[Stored data]
§
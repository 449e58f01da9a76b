//! Per-request access decision.
//!
//! Checks run in a fixed order and the first applicable one wins:
//!
//! 1. Resolve the client IP (`X-Forwarded-For`, `X-Real-IP`, remote address).
//! 2. Whitelisted IP: allow, skipping everything below. A whitelist entry
//!    beats a ban on the same IP.
//! 3. Banned IP: deny. No database write.
//! 4. Auto-ban path: privileged callers are allowed; anyone else is banned
//!    and denied.
//! 5. Otherwise allow.
//!
//! The ban check and the auto-ban check each have a runtime toggle. A
//! disabled step is skipped (fail open).
//!
//! A failed auto-ban write is the one error that does not fail open: the
//! path already matched a forbidden rule, so that request is still denied
//! and only the ban row is lost.

use crate::security::auto_ban::{AutoBanCoordinator, BanOutcome};
use crate::security::exemption::ExemptionResolver;
use crate::security::pattern_cache::PatternCache;
use std::net::{IpAddr, SocketAddr};
use std::sync::Arc;
use std::sync::atomic::{AtomicBool, Ordering};
use tracing::{debug, error, info, warn};

/// What the pipeline needs to know about a request.
#[derive(Debug, Clone, Default, PartialEq, Eq)]
pub struct RequestContext {
    /// Resolved client IP, `None` when no source yielded one.
    pub ip: Option<String>,
    /// Request path without the query string.
    pub path: String,
    /// Session token presented by the caller, if any.
    pub session_token: Option<String>,
}

/// Why a request was allowed.
#[derive(Debug, Clone, Copy, PartialEq, Eq)]
pub enum AllowReason {
    /// Both checks are switched off.
    Disabled,
    /// The client IP is whitelisted.
    Whitelisted,
    /// The path is an auto-ban trigger but the caller is privileged.
    Exempt,
    /// Nothing matched.
    NoMatch,
}

/// Outcome of evaluating one request.
#[derive(Debug, Clone, PartialEq, Eq)]
pub enum Decision {
    Allow(AllowReason),
    /// The client IP matched a ban pattern.
    Deny { pattern: String },
    /// The path matched an auto-ban pattern; `ban` is what storage did,
    /// `None` when the write failed or no IP was known.
    AutoBan {
        pattern: String,
        ban: Option<BanOutcome>,
    },
}

impl Decision {
    pub fn is_allowed(&self) -> bool {
        matches!(self, Decision::Allow(_))
    }

    /// Label for metrics.
    pub fn label(&self) -> &'static str {
        match self {
            Decision::Allow(AllowReason::Disabled) => "allow_disabled",
            Decision::Allow(AllowReason::Whitelisted) => "allow_whitelisted",
            Decision::Allow(AllowReason::Exempt) => "allow_exempt",
            Decision::Allow(AllowReason::NoMatch) => "allow",
            Decision::Deny { .. } => "deny_banned",
            Decision::AutoBan { .. } => "deny_autoban",
        }
    }
}

/// Runtime switches for the two enforcement steps.
#[derive(Debug)]
pub struct FeatureToggles {
    ban_check: AtomicBool,
    auto_ban: AtomicBool,
}

impl FeatureToggles {
    pub fn new(ban_check: bool, auto_ban: bool) -> Self {
        Self {
            ban_check: AtomicBool::new(ban_check),
            auto_ban: AtomicBool::new(auto_ban),
        }
    }

    pub fn ban_check(&self) -> bool {
        self.ban_check.load(Ordering::Relaxed)
    }

    pub fn auto_ban(&self) -> bool {
        self.auto_ban.load(Ordering::Relaxed)
    }

    pub fn set_ban_check(&self, enabled: bool) {
        self.ban_check.store(enabled, Ordering::Relaxed);
    }

    pub fn set_auto_ban(&self, enabled: bool) {
        self.auto_ban.store(enabled, Ordering::Relaxed);
    }
}

impl Default for FeatureToggles {
    fn default() -> Self {
        Self::new(true, true)
    }
}

/// Composes the pattern cache, exemption resolver and auto-ban coordinator.
pub struct AccessDecisionPipeline {
    cache: Arc<PatternCache>,
    auto_ban: Arc<AutoBanCoordinator>,
    exemption: Arc<dyn ExemptionResolver>,
    toggles: Arc<FeatureToggles>,
}

impl AccessDecisionPipeline {
    pub fn new(
        cache: Arc<PatternCache>,
        auto_ban: Arc<AutoBanCoordinator>,
        exemption: Arc<dyn ExemptionResolver>,
        toggles: Arc<FeatureToggles>,
    ) -> Self {
        Self {
            cache,
            auto_ban,
            exemption,
            toggles,
        }
    }

    pub fn toggles(&self) -> &FeatureToggles {
        &self.toggles
    }

    /// Decide what to do with a request.
    pub async fn evaluate(&self, ctx: &RequestContext) -> Decision {
        let ban_check = self.toggles.ban_check();
        let auto_ban = self.toggles.auto_ban();

        if !ban_check && !auto_ban {
            return Decision::Allow(AllowReason::Disabled);
        }

        let ip = ctx.ip.as_deref();

        if let Some(ip) = ip
            && let Some(pattern) = self.cache.whitelist.find_match(ip)
        {
            debug!(ip = %ip, path = %ctx.path, pattern = %pattern, "Whitelisted client allowed");
            return Decision::Allow(AllowReason::Whitelisted);
        }

        if ban_check
            && let Some(ip) = ip
            && let Some(pattern) = self.cache.banned.find_match(ip)
        {
            info!(ip = %ip, path = %ctx.path, pattern = %pattern, "Banned client denied");
            return Decision::Deny { pattern };
        }

        if auto_ban && let Some(pattern) = self.cache.autoban_paths.find_match(&ctx.path) {
            return self.handle_autoban_hit(ctx, pattern).await;
        }

        Decision::Allow(AllowReason::NoMatch)
    }

    async fn handle_autoban_hit(&self, ctx: &RequestContext, pattern: String) -> Decision {
        let ip_label = ctx.ip.as_deref().unwrap_or("-");

        if self.exemption.is_exempt(ctx).await {
            debug!(ip = %ip_label, path = %ctx.path, pattern = %pattern, "Privileged caller hit auto-ban path, not banning");
            return Decision::Allow(AllowReason::Exempt);
        }

        let Some(ip) = ctx.ip.as_deref() else {
            warn!(path = %ctx.path, pattern = %pattern, "Auto-ban path hit without a client IP, denying without ban");
            return Decision::AutoBan { pattern, ban: None };
        };

        let ban = match self.auto_ban.create_ban(ip, &ctx.path, &pattern).await {
            Ok(outcome) => Some(outcome),
            Err(e) => {
                error!(ip = %ip, path = %ctx.path, pattern = %pattern, error = %e, "Failed to store auto-ban");
                None
            }
        };

        warn!(ip = %ip, path = %ctx.path, pattern = %pattern, "Auto-ban path hit, request denied");
        Decision::AutoBan { pattern, ban }
    }
}

/// Pick the client IP from forwarding headers or the peer address.
///
/// Priority: first comma segment of `X-Forwarded-For`, then `X-Real-IP`,
/// then the remote address with any port removed. Blank values are skipped.
pub fn resolve_client_ip(
    forwarded_for: Option<&str>,
    real_ip: Option<&str>,
    remote_addr: Option<&str>,
) -> Option<String> {
    let first_hop = forwarded_for
        .and_then(|v| v.split(',').next())
        .map(str::trim)
        .filter(|v| !v.is_empty());
    if let Some(ip) = first_hop {
        return Some(ip.to_string());
    }

    if let Some(ip) = real_ip.map(str::trim).filter(|v| !v.is_empty()) {
        return Some(ip.to_string());
    }

    remote_addr
        .map(strip_port)
        .filter(|v| !v.is_empty())
}

/// Remove a trailing `:port` from an address, handling bracketed IPv6.
pub fn strip_port(addr: &str) -> String {
    let addr = addr.trim();

    if let Ok(sock) = addr.parse::<SocketAddr>() {
        return sock.ip().to_string();
    }
    if addr.parse::<IpAddr>().is_ok() {
        return addr.to_string();
    }

    let host = match addr.rsplit_once(':') {
        Some((host, port)) if !host.contains(':') || host.ends_with(']') => {
            if port.chars().all(|c| c.is_ascii_digit()) {
                host
            } else {
                addr
            }
        }
        _ => addr,
    };

    host.trim_start_matches('[').trim_end_matches(']').to_string()
}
§
→ TASK DESCRIPTION
Your answer should consist only of the lines above between the line holding "debug!(ip = %ip_label, path" and the line holding "warn!(ip = %ip, path", inclusive, each transcribed exactly.

→ RESPONSE TO THIS EXERCISE
            debug!(ip = %ip_label, path = %ctx.path, pattern = %pattern, "Privileged caller hit auto-ban path, not banning");
            return Decision::Allow(AllowReason::Exempt);
        }

        let Some(ip) = ctx.ip.as_deref() else {
            warn!(path = %ctx.path, pattern = %pattern, "Auto-ban path hit without a client IP, denying without ban");
            return Decision::AutoBan { pattern, ban: None };
        };

        let ban = match self.auto_ban.create_ban(ip, &ctx.path, &pattern).await {
            Ok(outcome) => Some(outcome),
            Err(e) => {
                error!(ip = %ip, path = %ctx.path, pattern = %pattern, error = %e, "Failed to store auto-ban");
                None
            }
        };

        warn!(ip = %ip, path = %ctx.path, pattern = %pattern, "Auto-ban path hit, request denied");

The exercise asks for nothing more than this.